### EXERCISE BRIEF:
If a line of the listing contains the string "more", return that line.

### DATASET EXCERPTS:
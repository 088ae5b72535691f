//! Domain-specific error types for the asfyaml engine.
//!
//! This module provides a structured error hierarchy using [`thiserror`].
//! Library modules return typed errors (e.g., [`DocumentError`],
//! [`ValidationErrors`]) while command handlers at the CLI boundary convert
//! them to [`anyhow::Error`] via the standard `?` operator.
//!
//! # Error hierarchy
//!
//! ```text
//! AsfYamlError
//! ├── Document(DocumentError)         - malformed .asf.yaml
//! ├── Environment(EnvironmentError)   - escalation, bad environment names
//! ├── Repository(RepositoryError)     - git metadata unavailable
//! ├── Registry(RegistryError)         - duplicate or invalid feature definitions
//! ├── Validation(ValidationErrors)    - every schema violation of a run
//! ├── Feature(FeatureExecutionError)  - a feature failed while running
//! └── Service(ServiceError)           - collaborator (GitHub, state store) failures
//! ```

use std::fmt;

use thiserror::Error;

/// Top-level error type for the asfyaml engine.
#[derive(Error, Debug)]
pub enum AsfYamlError {
    /// The configuration document could not be parsed.
    #[error(transparent)]
    Document(#[from] DocumentError),

    /// The requested environment could not be granted.
    #[error(transparent)]
    Environment(#[from] EnvironmentError),

    /// The target repository could not be described.
    #[error(transparent)]
    Repository(#[from] RepositoryError),

    /// A feature definition could not be registered.
    #[error(transparent)]
    Registry(#[from] RegistryError),

    /// One or more feature sections failed schema validation.
    #[error(transparent)]
    Validation(#[from] ValidationErrors),

    /// A feature failed while executing.
    #[error(transparent)]
    Feature(#[from] FeatureExecutionError),

    /// A collaborator service call failed.
    #[error(transparent)]
    Service(#[from] ServiceError),
}

/// Errors raised while loading the configuration document.
#[derive(Error, Debug)]
pub enum DocumentError {
    /// The document is not syntactically valid YAML.
    #[error("malformed document {source_name}: {message}")]
    Parse {
        /// File name or label of the document.
        source_name: String,
        /// Parser message, including line and column when available.
        message: String,
    },

    /// The document parsed, but its root is not a mapping of feature names.
    #[error("document {source_name} must be a mapping of feature names, found {found}")]
    NotAMapping {
        /// File name or label of the document.
        source_name: String,
        /// Kind of YAML node found at the root.
        found: String,
    },

    /// The reserved `meta` section is malformed.
    #[error("invalid meta section at {path}: {message}")]
    Meta {
        /// Dotted path to the offending key.
        path: String,
        /// Human-readable description.
        message: String,
    },

    /// The document could not be read from disk.
    #[error("cannot read {path}: {source}")]
    Io {
        /// Path of the document.
        path: String,
        /// Underlying I/O error.
        source: std::io::Error,
    },
}

/// Errors raised while resolving the run environment.
#[derive(Error, Debug, Clone, PartialEq, Eq)]
pub enum EnvironmentError {
    /// The document asked for more privilege than the invocation grants.
    #[error(
        "environment escalation refused: invocation runs as '{base}' but the document requests '{requested}'"
    )]
    Escalation {
        /// Environment granted by the invocation.
        base: String,
        /// Environment requested by the document.
        requested: String,
    },

    /// The environment identifier is not well-formed.
    #[error("invalid environment name '{0}': expected lowercase letters, digits, '-' or '_'")]
    InvalidName(String),
}

/// Errors raised while reading repository metadata from git.
#[derive(Error, Debug)]
pub enum RepositoryError {
    /// No git repository was found at or above the path.
    #[error("no git repository at {path}: {message}")]
    Open {
        /// Path that was searched.
        path: String,
        /// Message from git.
        message: String,
    },

    /// The repository is bare, so there is no working tree to read.
    #[error("repository at {0} has no working tree")]
    Bare(String),

    /// The organisation or name could not be determined.
    #[error("cannot determine repository {what}; pass it explicitly")]
    Unnamed {
        /// Which part is missing (`name` or `organisation`).
        what: &'static str,
    },
}

/// Errors raised while registering feature definitions.
#[derive(Error, Debug, Clone, PartialEq, Eq)]
pub enum RegistryError {
    /// A different definition already uses this name.
    #[error("feature '{0}' is already registered with a different definition")]
    Duplicate(String),

    /// The declared priority is outside `0..=10`.
    #[error("feature '{name}' declares priority {priority}, expected 0..=10")]
    InvalidPriority {
        /// Feature name.
        name: String,
        /// Offending priority.
        priority: u8,
    },
}

/// A single schema violation inside one feature's configuration.
#[derive(Error, Debug, Clone, PartialEq, Eq)]
#[error("{feature}: {path}: {message}")]
pub struct SchemaValidationError {
    /// Feature whose section is invalid.
    pub feature: String,
    /// Dotted key path, rooted at the feature name.
    pub path: String,
    /// Human-readable description of the problem.
    pub message: String,
}

/// Every schema violation found in a document.
///
/// Validation never stops at the first problem: all features are checked
/// and the complete list is surfaced at once.
#[derive(Error, Debug, Clone, PartialEq, Eq, Default)]
pub struct ValidationErrors {
    /// Violations in document order.
    pub errors: Vec<SchemaValidationError>,
}

impl ValidationErrors {
    /// Number of violations.
    #[must_use]
    pub const fn len(&self) -> usize {
        self.errors.len()
    }

    /// `true` when no violation was recorded.
    #[must_use]
    pub const fn is_empty(&self) -> bool {
        self.errors.is_empty()
    }

    /// Names of the features with at least one violation, deduplicated.
    #[must_use]
    pub fn features(&self) -> Vec<&str> {
        let mut names: Vec<&str> = self.errors.iter().map(|e| e.feature.as_str()).collect();
        names.dedup();
        names
    }
}

impl fmt::Display for ValidationErrors {
    fn fmt(&self, f: &mut fmt::Formatter<'_>) -> fmt::Result {
        write!(
            f,
            "{} configuration error(s) in {} feature(s)",
            self.errors.len(),
            self.features().len()
        )?;
        for error in &self.errors {
            write!(f, "\n  - {error}")?;
        }
        Ok(())
    }
}

/// A feature failed while executing.
///
/// Carries enough context to attribute the failure without a backtrace.
#[derive(Error, Debug, Clone, PartialEq, Eq)]
#[error("feature '{feature}' failed on {repository} ({environment}): {message}")]
pub struct FeatureExecutionError {
    /// Name of the failed feature.
    pub feature: String,
    /// Full repository name (`org/name`).
    pub repository: String,
    /// Environment the run resolved to.
    pub environment: String,
    /// Error chain rendered as text.
    pub message: String,
}

/// Errors raised by collaborator services.
#[derive(Error, Debug)]
pub enum ServiceError {
    /// The remote API answered with an unexpected status code.
    #[error("{method} {url} returned HTTP {status}")]
    Status {
        /// HTTP method.
        method: &'static str,
        /// Request URL.
        url: String,
        /// Response status code.
        status: u16,
    },

    /// The request could not be sent or the response could not be read.
    #[error("{method} {url} failed: {message}")]
    Transport {
        /// HTTP method.
        method: &'static str,
        /// Request URL.
        url: String,
        /// Transport-level failure.
        message: String,
    },

    /// No API token was supplied for a call that needs one.
    #[error("no GitHub token configured; pass --token or set ASFYAML_TOKEN")]
    MissingToken,

    /// The state store could not be read or written.
    #[error("state store error at {path}: {message}")]
    Store {
        /// Path of the state file.
        path: String,
        /// Human-readable failure.
        message: String,
    },
}

#[cfg(test)]
#[allow(clippy::expect_used)]
mod tests {
    use super::*;
    use std::io;

    fn violation(feature: &str, path: &str) -> SchemaValidationError {
        SchemaValidationError {
            feature: feature.to_string(),
            path: path.to_string(),
            message: "expected a string".to_string(),
        }
    }

    // -----------------------------------------------------------------------
    // DocumentError
    // -----------------------------------------------------------------------

    #[test]
    fn document_parse_display() {
        let e = DocumentError::Parse {
            source_name: ".asf.yaml".to_string(),
            message: "did not find expected key at line 3 column 1".to_string(),
        };
        assert_eq!(
            e.to_string(),
            "malformed document .asf.yaml: did not find expected key at line 3 column 1"
        );
    }

    #[test]
    fn document_not_a_mapping_display() {
        let e = DocumentError::NotAMapping {
            source_name: ".asf.yaml".to_string(),
            found: "a sequence".to_string(),
        };
        assert!(e.to_string().contains("found a sequence"));
    }

    #[test]
    fn document_io_has_source() {
        use std::error::Error as StdError;
        let e = DocumentError::Io {
            path: "/repo/.asf.yaml".to_string(),
            source: io::Error::new(io::ErrorKind::NotFound, "no such file"),
        };
        assert!(e.source().is_some());
        assert!(e.to_string().contains("/repo/.asf.yaml"));
    }

    // -----------------------------------------------------------------------
    // EnvironmentError
    // -----------------------------------------------------------------------

    #[test]
    fn escalation_display_names_both_environments() {
        let e = EnvironmentError::Escalation {
            base: "noop".to_string(),
            requested: "production".to_string(),
        };
        let text = e.to_string();
        assert!(text.contains("'noop'"));
        assert!(text.contains("'production'"));
    }

    // -----------------------------------------------------------------------
    // RegistryError
    // -----------------------------------------------------------------------

    #[test]
    fn duplicate_feature_display() {
        let e = RegistryError::Duplicate("github".to_string());
        assert_eq!(
            e.to_string(),
            "feature 'github' is already registered with a different definition"
        );
    }

    #[test]
    fn invalid_priority_display() {
        let e = RegistryError::InvalidPriority {
            name: "late".to_string(),
            priority: 11,
        };
        assert_eq!(
            e.to_string(),
            "feature 'late' declares priority 11, expected 0..=10"
        );
    }

    // -----------------------------------------------------------------------
    // ValidationErrors
    // -----------------------------------------------------------------------

    #[test]
    fn validation_errors_lists_every_violation() {
        let errors = ValidationErrors {
            errors: vec![
                violation("github", "github.description"),
                violation("github", "github.homepage"),
                violation("publish", "publish.whoami"),
            ],
        };
        let text = errors.to_string();
        assert!(text.starts_with("3 configuration error(s) in 2 feature(s)"));
        assert!(text.contains("github: github.homepage: expected a string"));
        assert!(text.contains("publish: publish.whoami"));
    }

    #[test]
    fn validation_errors_features_deduplicates_adjacent() {
        let errors = ValidationErrors {
            errors: vec![violation("a", "a.x"), violation("a", "a.y"), violation("b", "b")],
        };
        assert_eq!(errors.features(), vec!["a", "b"]);
        assert_eq!(errors.len(), 3);
        assert!(!errors.is_empty());
    }

    // -----------------------------------------------------------------------
    // FeatureExecutionError
    // -----------------------------------------------------------------------

    #[test]
    fn feature_execution_error_is_attributed() {
        let e = FeatureExecutionError {
            feature: "github".to_string(),
            repository: "apache/foo".to_string(),
            environment: "production".to_string(),
            message: "PATCH failed".to_string(),
        };
        assert_eq!(
            e.to_string(),
            "feature 'github' failed on apache/foo (production): PATCH failed"
        );
    }

    // -----------------------------------------------------------------------
    // ServiceError
    // -----------------------------------------------------------------------

    #[test]
    fn service_status_display() {
        let e = ServiceError::Status {
            method: "GET",
            url: "https://api.github.com/repos/apache/foo".to_string(),
            status: 502,
        };
        assert_eq!(
            e.to_string(),
            "GET https://api.github.com/repos/apache/foo returned HTTP 502"
        );
    }

    // -----------------------------------------------------------------------
    // Conversions
    // -----------------------------------------------------------------------

    #[test]
    fn asfyaml_error_is_transparent() {
        let e: AsfYamlError = RegistryError::Duplicate("x".to_string()).into();
        assert_eq!(
            e.to_string(),
            "feature 'x' is already registered with a different definition"
        );
    }

    fn assert_send_sync<T: Send + Sync>() {}

    #[test]
    fn all_error_types_are_send_sync() {
        assert_send_sync::<AsfYamlError>();
        assert_send_sync::<DocumentError>();
        assert_send_sync::<EnvironmentError>();
        assert_send_sync::<RepositoryError>();
        assert_send_sync::<RegistryError>();
        assert_send_sync::<ValidationErrors>();
        assert_send_sync::<FeatureExecutionError>();
        assert_send_sync::<ServiceError>();
    }

    #[test]
    fn errors_convert_to_anyhow() {
        let _a: anyhow::Error = ValidationErrors::default().into();
        let _b: anyhow::Error = EnvironmentError::InvalidName("X".to_string()).into();
        let _c: anyhow::Error = ServiceError::MissingToken.into();
    }
}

### EXERCISE OUTPUT:
    /// One or more feature sections failed schema validation.
    /// The document asked for more privilege than the invocation grants.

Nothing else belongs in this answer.